Females: 5 mg immediate release or 6.25 mg extended release immediately before bedtime
Males: 5-10 mg immediate release or 6.25 -12.5 mg extended release immediately before bedtime
Indications: Short-term treatment of insomnia
Mechanism of Action: Selective benzodiazepine-1 (BZ1) receptor agonist and thus increases activity of GABA, an inhibitory neurotransmitter.

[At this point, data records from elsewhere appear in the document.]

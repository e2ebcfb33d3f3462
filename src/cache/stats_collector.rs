//! 计划缓存统计收集器
//!
//! 计数器全部是原子量，热路径上不加锁；`snapshot()` 返回某一时刻的副本。

use std::sync::atomic::{AtomicU64, Ordering};

use crate::core::error::FaultKind;

/// 统计信息快照
#[derive(Debug, Clone, Default, PartialEq, Eq)]
pub struct CacheStats {
    pub total_hits: u64,
    pub total_misses: u64,
    pub total_stored: u64,
    pub total_bypassed: u64,
    pub total_evictions: u64,
    pub total_invalidations: u64,
    pub unsupported_faults: u64,
    pub serialization_faults: u64,
    pub dependency_faults: u64,
    pub write_conflicts: u64,
    pub storage_faults: u64,
}

impl CacheStats {
    pub fn hit_rate(&self) -> f64 {
        if self.total_hits + self.total_misses == 0 {
            0.0
        } else {
            self.total_hits as f64 / (self.total_hits + self.total_misses) as f64
        }
    }

    pub fn hit_rate_percentage(&self) -> f64 {
        self.hit_rate() * 100.0
    }

    pub fn total_faults(&self) -> u64 {
        self.unsupported_faults
            + self.serialization_faults
            + self.dependency_faults
            + self.write_conflicts
            + self.storage_faults
    }

    pub fn total_operations(&self) -> u64 {
        self.total_hits + self.total_misses + self.total_bypassed
    }
}

/// 统计收集器
#[derive(Debug, Default)]
pub struct CacheStatsCollector {
    hits: AtomicU64,
    misses: AtomicU64,
    stored: AtomicU64,
    bypassed: AtomicU64,
    evictions: AtomicU64,
    invalidations: AtomicU64,
    unsupported_faults: AtomicU64,
    serialization_faults: AtomicU64,
    dependency_faults: AtomicU64,
    write_conflicts: AtomicU64,
    storage_faults: AtomicU64,
}

impl CacheStatsCollector {
    pub fn new() -> Self {
        Self::default()
    }

    pub fn record_hit(&self) {
        self.hits.fetch_add(1, Ordering::Relaxed);
    }

    pub fn record_miss(&self) {
        self.misses.fetch_add(1, Ordering::Relaxed);
    }

    pub fn record_stored(&self) {
        self.stored.fetch_add(1, Ordering::Relaxed);
    }

    pub fn record_bypass(&self) {
        self.bypassed.fetch_add(1, Ordering::Relaxed);
    }

    pub fn record_eviction(&self) {
        self.evictions.fetch_add(1, Ordering::Relaxed);
    }

    pub fn record_invalidations(&self, count: u64) {
        self.invalidations.fetch_add(count, Ordering::Relaxed);
    }

    pub fn record_fault(&self, kind: FaultKind) {
        let counter = match kind {
            FaultKind::UnsupportedConstruct => &self.unsupported_faults,
            FaultKind::Serialization => &self.serialization_faults,
            FaultKind::DependencyRegistration => &self.dependency_faults,
            FaultKind::ConcurrentWrite => &self.write_conflicts,
            FaultKind::Storage => &self.storage_faults,
        };
        counter.fetch_add(1, Ordering::Relaxed);
    }

    pub fn snapshot(&self) -> CacheStats {
        CacheStats {
            total_hits: self.hits.load(Ordering::Relaxed),
            total_misses: self.misses.load(Ordering::Relaxed),
            total_stored: self.stored.load(Ordering::Relaxed),
            total_bypassed: self.bypassed.load(Ordering::Relaxed),
            total_evictions: self.evictions.load(Ordering::Relaxed),
            total_invalidations: self.invalidations.load(Ordering::Relaxed),
            unsupported_faults: self.unsupported_faults.load(Ordering::Relaxed),
            serialization_faults: self.serialization_faults.load(Ordering::Relaxed),
            dependency_faults: self.dependency_faults.load(Ordering::Relaxed),
            write_conflicts: self.write_conflicts.load(Ordering::Relaxed),
            storage_faults: self.storage_faults.load(Ordering::Relaxed),
        }
    }
}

Because has little effect on BZ2 receptors, has minimal anxiolytic or anticonvulsant actions.
Contraindications: Hypersensitivity, hepatic impairment
Precautions: Depression, sleep apnea, respiratory depression, drug abuse, elderly, impairs ability to operate machinery, increased risk of falls, abrupt withdrawal can lead to withdrawal symptoms, cytochrome P450 3A (CYP3A) drug interactions
Pregnancy Risk: C
Common: Drowsiness, dizziness, headache
Less common: Abnormal dreams, confusion, depersonalization, disorientation, ataxia, memory impairment, performing complex activities while asleep (e.g., walking eating, driving), amnesia, abuse
Rare: Allergy (including anaphylaxis and angioedema), behavioral changes, hallucinations
CYP3A inhibitors (strong inhibitors include clarithromycin, telithromycin, ketoconazole, itraconazole, nefazodone and many HIV drugs; moderate inhibitors include aprepitant, diltiazem, verapamil, erythromycin, fluconazole, posaconazole, voriconazole, grapefruit juice): Increased zolpidem concentrations.

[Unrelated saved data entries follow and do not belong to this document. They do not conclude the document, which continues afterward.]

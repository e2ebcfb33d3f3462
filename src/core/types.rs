//! 核心标识类型
//!
//! 指纹、目录对象标识以及参数类型，这些类型会被持久化，
//! 其序列化形式属于存储布局的一部分。

use serde::{Deserialize, Serialize};
use std::fmt;
use std::str::FromStr;

/// 查询指纹
///
/// 固定宽度的 64 位值，由查询的规范化结构与绑定参数类型决定。
#[derive(Debug, Clone, Copy, PartialEq, Eq, Hash, PartialOrd, Ord, Serialize, Deserialize)]
#[serde(transparent)]
pub struct Fingerprint(pub u64);

impl Fingerprint {
    pub fn new(value: u64) -> Self {
        Fingerprint(value)
    }

    pub fn as_u64(&self) -> u64 {
        self.0
    }

    /// 大端字节序编码，用作存储键，保证按数值有序
    pub fn to_key_bytes(self) -> [u8; 8] {
        self.0.to_be_bytes()
    }

    pub fn from_key_bytes(bytes: &[u8]) -> Option<Self> {
        let arr: [u8; 8] = bytes.try_into().ok()?;
        Some(Fingerprint(u64::from_be_bytes(arr)))
    }
}

impl fmt::Display for Fingerprint {
    fn fmt(&self, f: &mut fmt::Formatter<'_>) -> fmt::Result {
        write!(f, "{:016x}", self.0)
    }
}

impl FromStr for Fingerprint {
    type Err = String;

    fn from_str(s: &str) -> Result<Self, Self::Err> {
        let trimmed = s.trim().trim_start_matches("0x");
        u64::from_str_radix(trimmed, 16)
            .map(Fingerprint)
            .map_err(|e| format!("无效的指纹 '{}': {}", s, e))
    }
}

impl From<u64> for Fingerprint {
    fn from(val: u64) -> Self {
        Fingerprint(val)
    }
}

/// 目录对象标识（表、视图、索引、函数）
#[derive(Debug, Clone, Copy, PartialEq, Eq, Hash, PartialOrd, Ord, Serialize, Deserialize)]
#[serde(transparent)]
pub struct ObjectId(pub u32);

impl ObjectId {
    /// 无效对象标识
    pub const INVALID: ObjectId = ObjectId(0);

    pub fn new(id: u32) -> Self {
        ObjectId(id)
    }

    pub fn is_valid(&self) -> bool {
        self.0 != 0
    }

    pub fn as_u32(&self) -> u32 {
        self.0
    }
}

impl fmt::Display for ObjectId {
    fn fmt(&self, f: &mut fmt::Formatter<'_>) -> fmt::Result {
        write!(f, "{}", self.0)
    }
}

impl From<u32> for ObjectId {
    fn from(val: u32) -> Self {
        ObjectId(val)
    }
}

/// 目录对象种类
#[derive(Debug, Clone, Copy, PartialEq, Eq, Hash, PartialOrd, Ord, Serialize, Deserialize)]
#[serde(rename_all = "snake_case")]
pub enum ObjectKind {
    /// 表或视图
    Relation,
    /// 索引
    Index,
    /// 函数
    Function,
}

impl fmt::Display for ObjectKind {
    fn fmt(&self, f: &mut fmt::Formatter<'_>) -> fmt::Result {
        match self {
            ObjectKind::Relation => write!(f, "relation"),
            ObjectKind::Index => write!(f, "index"),
            ObjectKind::Function => write!(f, "function"),
        }
    }
}

/// 参数与常量的数据类型
///
/// 指纹只依赖类型而不依赖值，`type_tag` 是写入指纹的稳定编码，
/// 不能随意调整已有取值。
#[derive(Debug, Clone, Copy, PartialEq, Eq, Hash, PartialOrd, Ord, Serialize, Deserialize)]
#[serde(rename_all = "snake_case")]
pub enum DataType {
    Unknown,
    Bool,
    Int2,
    Int4,
    Int8,
    Float4,
    Float8,
    Numeric,
    Text,
    Varchar,
    Date,
    Timestamp,
    Json,
}

impl DataType {
    pub fn type_tag(&self) -> u8 {
        match self {
            DataType::Unknown => 0,
            DataType::Bool => 1,
            DataType::Int2 => 2,
            DataType::Int4 => 3,
            DataType::Int8 => 4,
            DataType::Float4 => 5,
            DataType::Float8 => 6,
            DataType::Numeric => 7,
            DataType::Text => 8,
            DataType::Varchar => 9,
            DataType::Date => 10,
            DataType::Timestamp => 11,
            DataType::Json => 12,
        }
    }
}

impl fmt::Display for DataType {
    fn fmt(&self, f: &mut fmt::Formatter<'_>) -> fmt::Result {
        let name = match self {
            DataType::Unknown => "unknown",
            DataType::Bool => "bool",
            DataType::Int2 => "int2",
            DataType::Int4 => "int4",
            DataType::Int8 => "int8",
            DataType::Float4 => "float4",
            DataType::Float8 => "float8",
            DataType::Numeric => "numeric",
            DataType::Text => "text",
            DataType::Varchar => "varchar",
            DataType::Date => "date",
            DataType::Timestamp => "timestamp",
            DataType::Json => "json",
        };
        write!(f, "{}", name)
    }
}

#[cfg(test)]
mod tests {
    use super::*;

    #[test]
    fn test_fingerprint_display_and_parse() {
        let fp = Fingerprint(0xdead_beef);
        let text = fp.to_string();
        assert_eq!(text, "00000000deadbeef");
        assert_eq!(text.parse::<Fingerprint>(), Ok(fp));
        assert_eq!("0xdeadbeef".parse::<Fingerprint>(), Ok(fp));
        assert!("zz".parse::<Fingerprint>().is_err());
    }

    #[test]
    fn test_fingerprint_key_bytes() {
        let fp = Fingerprint(42);
        let bytes = fp.to_key_bytes();
        assert_eq!(Fingerprint::from_key_bytes(&bytes), Some(fp));
        assert_eq!(Fingerprint::from_key_bytes(&bytes[..4]), None);
    }

    #[test]
    fn test_object_id_validity() {
        assert!(!ObjectId::INVALID.is_valid());
        assert!(ObjectId(16384).is_valid());
    }

    #[test]
    fn test_type_tags_are_unique() {
        let all = [
            DataType::Unknown,
            DataType::Bool,
            DataType::Int2,
            DataType::Int4,
            DataType::Int8,
            DataType::Float4,
            DataType::Float8,
            DataType::Numeric,
            DataType::Text,
            DataType::Varchar,
            DataType::Date,
            DataType::Timestamp,
            DataType::Json,
        ];
        let mut tags: Vec<u8> = all.iter().map(|t| t.type_tag()).collect();
        tags.sort_unstable();
        tags.dedup();
        assert_eq!(tags.len(), all.len());
    }
}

Alcohol and CNS depressants: Increased CNS depression
Patient Instructions: Avoid grapefruit juice; rapid onset therefore only take once in bed; do not drive or operate machinery after after taking (increased risk may extend to the next day with the extended release preparation and also in some people with the immediate release drug), increases risk of falls.
Comments: Use lowest effective dose for as short a time as possible
Clinical Pharmacology: Onset 30 minutes (immediate release), duration 6-8 h (immediate release), half-life 1.4-4.5 h. Women have 50% higher levels than men. Metabolized by CYP3A4.